I am not sure what is it about text data that I find so appealing, but it is by far one of my favorite fields of machine learning. If I hadn’t studied astrophysics I would have probably done something in linguistics. Ever since I can recall, I’ve been interested in languages, my parents both taught me their native tongues growing up so maybe that’s part of it. I remember when I was a freshman in college and taking Spanish grammar (for native speakers) and thinking, “omg, what is you doing?” I had spoken Spanish my entire life and still, I was baffled at how complicated Spanish could be. After that class, I learned a few more languages. I was determine to learn them ALL, but, alas, it didn’t happen. I currently speak 5 languages and while I have not learned them all, I can say it has really opened my eyes to different perspectives and points of view. I think you can’t truly understand a group of people unless you can understand their language.

Jump in the future 5 years and text mining is a hot topic and I am tasked with making a computer smart enough to analyze Spanish and Portuguese text, like “umm, excuse me?, what?” I felt like I was in heaven, languages and computers?! However, I also felt that if it’s hard for a human being to understand another human being without speaking the same language, how on earth would a computer do it? Also, text data can be incredibly subjective and complex, especially, if say we are looking at customer opinions or social media data. Well, a lot of smart mathematicians came up with really cool models we can use to tackle some of these problems. Here, I am going to attempt to cover most of the bases of what text mining is like and what sorts of models you should have in your arsenal.

Okay, here’s what you will need to follow along this guide:

  • Knowledge of statistics (although I won’t go into the mathematical explanations, but you should know them)
  • Python proficiency (pandas, numpy, nltk, scikit-learn)
  • Python editor (I am using a jupyter notebook)+
  • This dataset (download the 2 csv files containing lyrics)

I – What is text mining and why do people care?

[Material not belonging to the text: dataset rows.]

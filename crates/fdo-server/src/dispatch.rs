//! Message-number routing, token binding, and error surfacing.
//!
//! The transport hands every `(msgType, token, body)` here. The
//! dispatcher serializes requests per token, applies the session
//! deadline and cancellation signal, routes to the responder for the
//! message's protocol, and converts failures into a type-255 error plus
//! session teardown. Responders are stateless across requests; this is
//! the only place tokens are interpreted.

use std::collections::HashMap;
use std::sync::Arc;
use std::time::Duration;

use async_trait::async_trait;
use parking_lot::Mutex;
use tokio_util::sync::CancellationToken;
use tracing::{debug, warn};

use fdo_protocol::error::ErrorMessage;
use fdo_protocol::messages::{
    MSG_DI_APP_START, MSG_DI_SET_HMAC, MSG_TO0_HELLO, MSG_TO0_OWNER_SIGN, MSG_TO1_HELLO_RV,
    MSG_TO1_PROVE_TO_RV, MSG_TO2_DEVICE_SERVICE_INFO, MSG_TO2_DEVICE_SERVICE_INFO_READY,
    MSG_TO2_DONE, MSG_TO2_GET_OV_NEXT_ENTRY, MSG_TO2_HELLO_DEVICE, MSG_TO2_PROVE_DEVICE,
};
use fdo_store::{SessionStore, SessionToken};

use crate::di::DiResponder;
use crate::error::ServerError;
use crate::to0::To0Responder;
use crate::to1::To1Responder;
use crate::to2::To2Responder;

/// Default wall-clock deadline per responder call.
pub const DEFAULT_CALL_DEADLINE: Duration = Duration::from_secs(30);

/// Result of dispatching one request.
#[derive(Debug)]
pub enum DispatchOutcome {
    /// The responder produced the next message.
    Reply {
        /// Reply message type for the `Message-Type` header.
        msg_type: u8,
        /// CBOR reply body.
        body: Vec<u8>,
        /// Token to carry in the next request.
        token: SessionToken,
    },
    /// Terminal protocol failure; the session is gone.
    ProtocolError(ErrorMessage),
    /// Unknown or expired token. HTTP 401 with no body detail.
    Unauthorized,
}

/// Routes messages to the responders configured for this server role.
pub struct Dispatcher {
    di: Option<Arc<DiResponder>>,
    to0: Option<Arc<To0Responder>>,
    to1: Option<Arc<To1Responder>>,
    to2: Option<Arc<To2Responder>>,
    sessions: Arc<dyn SessionStore>,
    locks: Mutex<HashMap<String, Arc<tokio::sync::Mutex<()>>>>,
    deadline: Duration,
}

impl Dispatcher {
    /// Build a dispatcher with no responders attached.
    #[must_use]
    pub fn new(sessions: Arc<dyn SessionStore>) -> Self {
        Self {
            di: None,
            to0: None,
            to1: None,
            to2: None,
            sessions,
            locks: Mutex::new(HashMap::new()),
            deadline: DEFAULT_CALL_DEADLINE,
        }
    }

    /// Attach the manufacturing responder.
    #[must_use]
    pub fn with_di(mut self, di: Arc<DiResponder>) -> Self {
        self.di = Some(di);
        self
    }

    /// Attach the rendezvous responders.
    #[must_use]
    pub fn with_rendezvous(mut self, to0: Arc<To0Responder>, to1: Arc<To1Responder>) -> Self {
        self.to0 = Some(to0);
        self.to1 = Some(to1);
        self
    }

    /// Attach the owner responder.
    #[must_use]
    pub fn with_to2(mut self, to2: Arc<To2Responder>) -> Self {
        self.to2 = Some(to2);
        self
    }

    /// Override the per-call deadline.
    #[must_use]
    pub const fn with_deadline(mut self, deadline: Duration) -> Self {
        self.deadline = deadline;
        self
    }

    /// Dispatch one request.
    ///
    /// Requests sharing a token run strictly serially. Cancellation or
    /// deadline expiry deletes the session and releases its locks.
    pub async fn handle(
        &self,
        msg_type: u8,
        token: Option<String>,
        body: Vec<u8>,
        cancel: &CancellationToken,
    ) -> DispatchOutcome {
        let token = token.map(SessionToken::from_string);

        // Per-token mutual exclusion; tokenless requests start sessions
        // and need no serialization.
        let lock = token.as_ref().map(|t| {
            self.locks
                .lock()
                .entry(t.as_str().to_string())
                .or_insert_with(|| Arc::new(tokio::sync::Mutex::new(())))
                .clone()
        });
        let _guard = match &lock {
            Some(lock) => Some(lock.lock().await),
            None => None,
        };

        let result = tokio::select! {
            () = cancel.cancelled() => Err(ServerError::Internal("request cancelled".into())),
            outcome = tokio::time::timeout(self.deadline, self.route(msg_type, token.clone(), &body)) => {
                outcome.unwrap_or_else(|_| Err(ServerError::Internal("deadline exceeded".into())))
            }
        };

        match result {
            Ok((token, reply_type, reply_body)) => {
                debug!(msg_type, reply_type, "dispatched");
                DispatchOutcome::Reply {
                    msg_type: reply_type,
                    body: reply_body,
                    token,
                }
            }
            Err(ServerError::InvalidToken) => DispatchOutcome::Unauthorized,
            Err(err) => {
                if let Some(token) = &token {
                    if let Err(delete_err) = self.sessions.delete(token).await {
                        warn!(%delete_err, "session teardown failed");
                    }
                    self.locks.lock().remove(token.as_str());
                }
                warn!(msg_type, %err, "request failed");
                DispatchOutcome::ProtocolError(err.to_error_message(msg_type))
            }
        }
    }

    async fn route(
        &self,
        msg_type: u8,
        token: Option<SessionToken>,
        body: &[u8],
    ) -> Result<(SessionToken, u8, Vec<u8>), ServerError> {
        match msg_type {
            MSG_DI_APP_START | MSG_DI_SET_HMAC => {
                let di = self.di.as_ref().ok_or_else(unsupported)?;
                di.handle(token, msg_type, body).await
            }
            MSG_TO0_HELLO | MSG_TO0_OWNER_SIGN => {
                let to0 = self.to0.as_ref().ok_or_else(unsupported)?;
                to0.handle(token, msg_type, body).await
            }
            MSG_TO1_HELLO_RV | MSG_TO1_PROVE_TO_RV => {
                let to1 = self.to1.as_ref().ok_or_else(unsupported)?;
                to1.handle(token, msg_type, body).await
            }
            MSG_TO2_HELLO_DEVICE
            | MSG_TO2_GET_OV_NEXT_ENTRY
            | MSG_TO2_PROVE_DEVICE
            | MSG_TO2_DEVICE_SERVICE_INFO_READY
            | MSG_TO2_DEVICE_SERVICE_INFO
            | MSG_TO2_DONE => {
                let to2 = self.to2.as_ref().ok_or_else(unsupported)?;
                to2.handle(token, msg_type, body).await
            }
            other => Err(ServerError::InvalidMessage(format!(
                "unknown message type {other}"
            ))),
        }
    }
}

fn unsupported() -> ServerError {
    ServerError::InvalidMessage("protocol not served by this endpoint".into())
}

impl std::fmt::Debug for Dispatcher {
    fn fmt(&self, f: &mut std::fmt::Formatter<'_>) -> std::fmt::Result {
        f.debug_struct("Dispatcher")
            .field("di", &self.di.is_some())
            .field("to0", &self.to0.is_some())
            .field("to1", &self.to1.is_some())
            .field("to2", &self.to2.is_some())
            .finish_non_exhaustive()
    }
}

/// One round trip of the FDO message pipeline, as seen by a client
/// (the owner's TO0 run, tests, or an HTTP adapter).
#[async_trait]
pub trait MessageTransport: Send + Sync {
    /// Send `(msgType, body)` under `token`; returns the reply triple
    /// `(msgType, body, token)`.
    ///
    /// # Errors
    /// Returns the peer's error as a [`ServerError`].
    async fn call(
        &self,
        msg_type: u8,
        token: Option<String>,
        body: Vec<u8>,
    ) -> Result<(u8, Vec<u8>, Option<String>), ServerError>;
}

/// In-process transport over a [`Dispatcher`].
pub struct LocalTransport {
    dispatcher: Arc<Dispatcher>,
}

impl LocalTransport {
    /// Wrap a dispatcher.
    #[must_use]
    pub fn new(dispatcher: Arc<Dispatcher>) -> Self {
        Self { dispatcher }
    }
}

#[async_trait]
impl MessageTransport for LocalTransport {
    async fn call(
        &self,
        msg_type: u8,
        token: Option<String>,
        body: Vec<u8>,
    ) -> Result<(u8, Vec<u8>, Option<String>), ServerError> {
        let cancel = CancellationToken::new();
        match self.dispatcher.handle(msg_type, token, body, &cancel).await {
            DispatchOutcome::Reply {
                msg_type,
                body,
                token,
            } => Ok((msg_type, body, Some(token.as_str().to_string()))),
            DispatchOutcome::ProtocolError(err) => Err(ServerError::Peer {
                code: err.code,
                message: err.message,
            }),
            DispatchOutcome::Unauthorized => Err(ServerError::InvalidToken),
        }
    }
}

impl std::fmt::Debug for LocalTransport {
    fn fmt(&self, f: &mut std::fmt::Formatter<'_>) -> std::fmt::Result {
        f.debug_struct("LocalTransport").finish_non_exhaustive()
    }
}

Text mining is the process of extracting insights from text data. The complexity in text mining mostly lies in the fact that text data is unstructured, a.k.a. data that doesn’t have a fixed format or organized in any apparent way. In extracting these insights from messy data, we can learn a lot about a variety of topics such as customer or employee turnover, social media patterns and trends, historical texts, etc.

II – Text Pre-Processing 

Before we can even think about models, we have to get our data in the right format and extract the correct features. In fact, I spend 80% of my time in this time and only 20% of my time running the actual model. Having your data in the right format will ensure you feed your model the proper parameters and you get a reasonable output from it.

import pandas as pd
import numpy as np
import nltk
from nltk.corpus import stopwords
from collections import Counter
from sklearn.feature_extraction.text import CountVectorizer
from nltk.stem import PorterStemmer

Let’s read our data:

lyrics1 = pd.read_csv("Lyrics1.csv)
lyrics2 = pd.read_csv("Lyrics1.csv)
#merge them into one dataframe
data = pd.merge(lyrics1, lyrics2)

Immediately, let’s take a look at our dataframe and what data types we’re working with,

data.head()

Screen Shot 2018-06-14 at 8.24.17 PM

Right away we can see we’ll have some text cleaning to do and we also know we’ll have to do a few extra steps too because of a bad import of characters like “2x” and “\r”, etc.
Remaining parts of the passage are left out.